Stored data entries:
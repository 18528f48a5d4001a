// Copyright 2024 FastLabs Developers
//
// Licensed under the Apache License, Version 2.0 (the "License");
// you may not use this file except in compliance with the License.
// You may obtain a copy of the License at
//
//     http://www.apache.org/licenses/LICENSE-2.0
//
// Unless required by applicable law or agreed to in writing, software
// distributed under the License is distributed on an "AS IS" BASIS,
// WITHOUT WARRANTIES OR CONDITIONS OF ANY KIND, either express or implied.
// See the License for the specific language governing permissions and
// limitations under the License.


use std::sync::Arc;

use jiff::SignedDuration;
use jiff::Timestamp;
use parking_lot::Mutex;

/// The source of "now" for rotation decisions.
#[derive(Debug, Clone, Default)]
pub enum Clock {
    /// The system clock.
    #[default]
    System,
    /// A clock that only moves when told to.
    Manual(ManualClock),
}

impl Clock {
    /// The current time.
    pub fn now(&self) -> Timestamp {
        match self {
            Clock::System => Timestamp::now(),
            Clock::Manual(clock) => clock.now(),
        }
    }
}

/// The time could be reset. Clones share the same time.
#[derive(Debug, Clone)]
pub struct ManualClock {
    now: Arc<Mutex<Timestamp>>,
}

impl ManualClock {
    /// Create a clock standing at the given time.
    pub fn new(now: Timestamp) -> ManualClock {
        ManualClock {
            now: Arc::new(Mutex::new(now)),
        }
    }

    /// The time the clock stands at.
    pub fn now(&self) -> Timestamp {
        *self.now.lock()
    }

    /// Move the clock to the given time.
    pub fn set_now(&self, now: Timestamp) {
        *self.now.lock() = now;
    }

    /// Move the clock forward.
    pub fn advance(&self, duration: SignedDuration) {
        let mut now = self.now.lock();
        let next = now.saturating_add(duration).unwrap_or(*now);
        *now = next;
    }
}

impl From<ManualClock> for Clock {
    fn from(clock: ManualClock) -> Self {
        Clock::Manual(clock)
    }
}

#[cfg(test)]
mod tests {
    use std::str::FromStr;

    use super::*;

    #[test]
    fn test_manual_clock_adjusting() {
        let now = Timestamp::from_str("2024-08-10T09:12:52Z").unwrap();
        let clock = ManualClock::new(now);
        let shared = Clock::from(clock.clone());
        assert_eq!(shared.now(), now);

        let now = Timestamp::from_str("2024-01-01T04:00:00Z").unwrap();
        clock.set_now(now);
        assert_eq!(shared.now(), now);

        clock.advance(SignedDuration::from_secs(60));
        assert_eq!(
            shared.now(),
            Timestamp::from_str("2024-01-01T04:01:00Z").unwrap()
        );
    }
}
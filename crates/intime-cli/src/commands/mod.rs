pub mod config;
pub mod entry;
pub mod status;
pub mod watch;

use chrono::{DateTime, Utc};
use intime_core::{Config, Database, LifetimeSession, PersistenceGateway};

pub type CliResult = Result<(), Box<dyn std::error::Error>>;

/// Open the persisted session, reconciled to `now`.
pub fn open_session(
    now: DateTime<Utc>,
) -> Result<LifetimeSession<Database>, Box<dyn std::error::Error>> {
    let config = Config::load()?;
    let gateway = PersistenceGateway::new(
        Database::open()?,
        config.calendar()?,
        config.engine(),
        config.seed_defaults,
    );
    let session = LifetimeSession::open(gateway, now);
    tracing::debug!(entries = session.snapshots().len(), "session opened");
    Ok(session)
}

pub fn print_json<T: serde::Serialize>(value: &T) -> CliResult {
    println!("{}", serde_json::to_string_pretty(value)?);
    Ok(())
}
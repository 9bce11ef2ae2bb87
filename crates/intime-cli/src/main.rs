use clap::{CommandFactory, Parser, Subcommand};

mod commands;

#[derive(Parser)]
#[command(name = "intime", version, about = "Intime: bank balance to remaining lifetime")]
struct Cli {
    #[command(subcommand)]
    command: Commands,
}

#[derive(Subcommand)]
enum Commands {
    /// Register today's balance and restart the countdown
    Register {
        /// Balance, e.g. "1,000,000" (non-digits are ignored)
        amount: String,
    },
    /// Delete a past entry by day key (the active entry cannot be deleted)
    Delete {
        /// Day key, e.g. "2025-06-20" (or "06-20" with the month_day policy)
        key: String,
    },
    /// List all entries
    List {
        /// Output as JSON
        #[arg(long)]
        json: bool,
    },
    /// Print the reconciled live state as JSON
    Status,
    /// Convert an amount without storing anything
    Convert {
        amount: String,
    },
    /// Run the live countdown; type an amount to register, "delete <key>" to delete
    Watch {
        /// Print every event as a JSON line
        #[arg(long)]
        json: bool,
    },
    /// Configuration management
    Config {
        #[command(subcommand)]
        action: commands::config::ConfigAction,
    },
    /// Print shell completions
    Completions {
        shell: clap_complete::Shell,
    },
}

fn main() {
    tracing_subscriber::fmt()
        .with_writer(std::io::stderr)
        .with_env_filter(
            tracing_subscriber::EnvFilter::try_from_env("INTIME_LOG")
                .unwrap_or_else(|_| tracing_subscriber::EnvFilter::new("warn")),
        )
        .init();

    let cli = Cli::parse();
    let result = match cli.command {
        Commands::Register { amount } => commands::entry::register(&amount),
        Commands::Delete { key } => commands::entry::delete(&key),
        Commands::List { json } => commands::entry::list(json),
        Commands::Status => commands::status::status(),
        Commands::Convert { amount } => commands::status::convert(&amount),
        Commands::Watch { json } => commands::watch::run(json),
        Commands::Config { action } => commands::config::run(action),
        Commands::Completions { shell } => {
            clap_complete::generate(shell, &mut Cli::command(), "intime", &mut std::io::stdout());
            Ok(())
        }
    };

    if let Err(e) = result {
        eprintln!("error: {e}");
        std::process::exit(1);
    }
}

REQUIRED WORK.
Using the entries above, give back exactly the line containing "fn from(clock: ManualClock)", the line containing "restart the countdown", and every line between them, and nothing else.

RESULT OF THIS TASK.
    fn from(clock: ManualClock) -> Self {
        Clock::Manual(clock)
    }
}

#[cfg(test)]
mod tests {
    use std::str::FromStr;

    use super::*;

    #[test]
    fn test_manual_clock_adjusting() {
        let now = Timestamp::from_str("2024-08-10T09:12:52Z").unwrap();
        let clock = ManualClock::new(now);
        let shared = Clock::from(clock.clone());
        assert_eq!(shared.now(), now);

        let now = Timestamp::from_str("2024-01-01T04:00:00Z").unwrap();
        clock.set_now(now);
        assert_eq!(shared.now(), now);

        clock.advance(SignedDuration::from_secs(60));
        assert_eq!(
            shared.now(),
            Timestamp::from_str("2024-01-01T04:01:00Z").unwrap()
        );
    }
}
filename crates/intime-cli/src/commands/mod.rs
pub mod config;
pub mod entry;
pub mod status;
pub mod watch;

use chrono::{DateTime, Utc};
use intime_core::{Config, Database, LifetimeSession, PersistenceGateway};

pub type CliResult = Result<(), Box<dyn std::error::Error>>;

/// Open the persisted session, reconciled to `now`.
pub fn open_session(
    now: DateTime<Utc>,
) -> Result<LifetimeSession<Database>, Box<dyn std::error::Error>> {
    let config = Config::load()?;
    let gateway = PersistenceGateway::new(
        Database::open()?,
        config.calendar()?,
        config.engine(),
        config.seed_defaults,
    );
    let session = LifetimeSession::open(gateway, now);
    tracing::debug!(entries = session.snapshots().len(), "session opened");
    Ok(session)
}

pub fn print_json<T: serde::Serialize>(value: &T) -> CliResult {
    println!("{}", serde_json::to_string_pretty(value)?);
    Ok(())
}
repository 9bce11ef2ae2bb87
filename crates/intime-cli/src/main.rs
use clap::{CommandFactory, Parser, Subcommand};

mod commands;

#[derive(Parser)]
#[command(name = "intime", version, about = "Intime: bank balance to remaining lifetime")]
struct Cli {
    #[command(subcommand)]
    command: Commands,
}

#[derive(Subcommand)]
enum Commands {
    /// Register today's balance and restart the countdown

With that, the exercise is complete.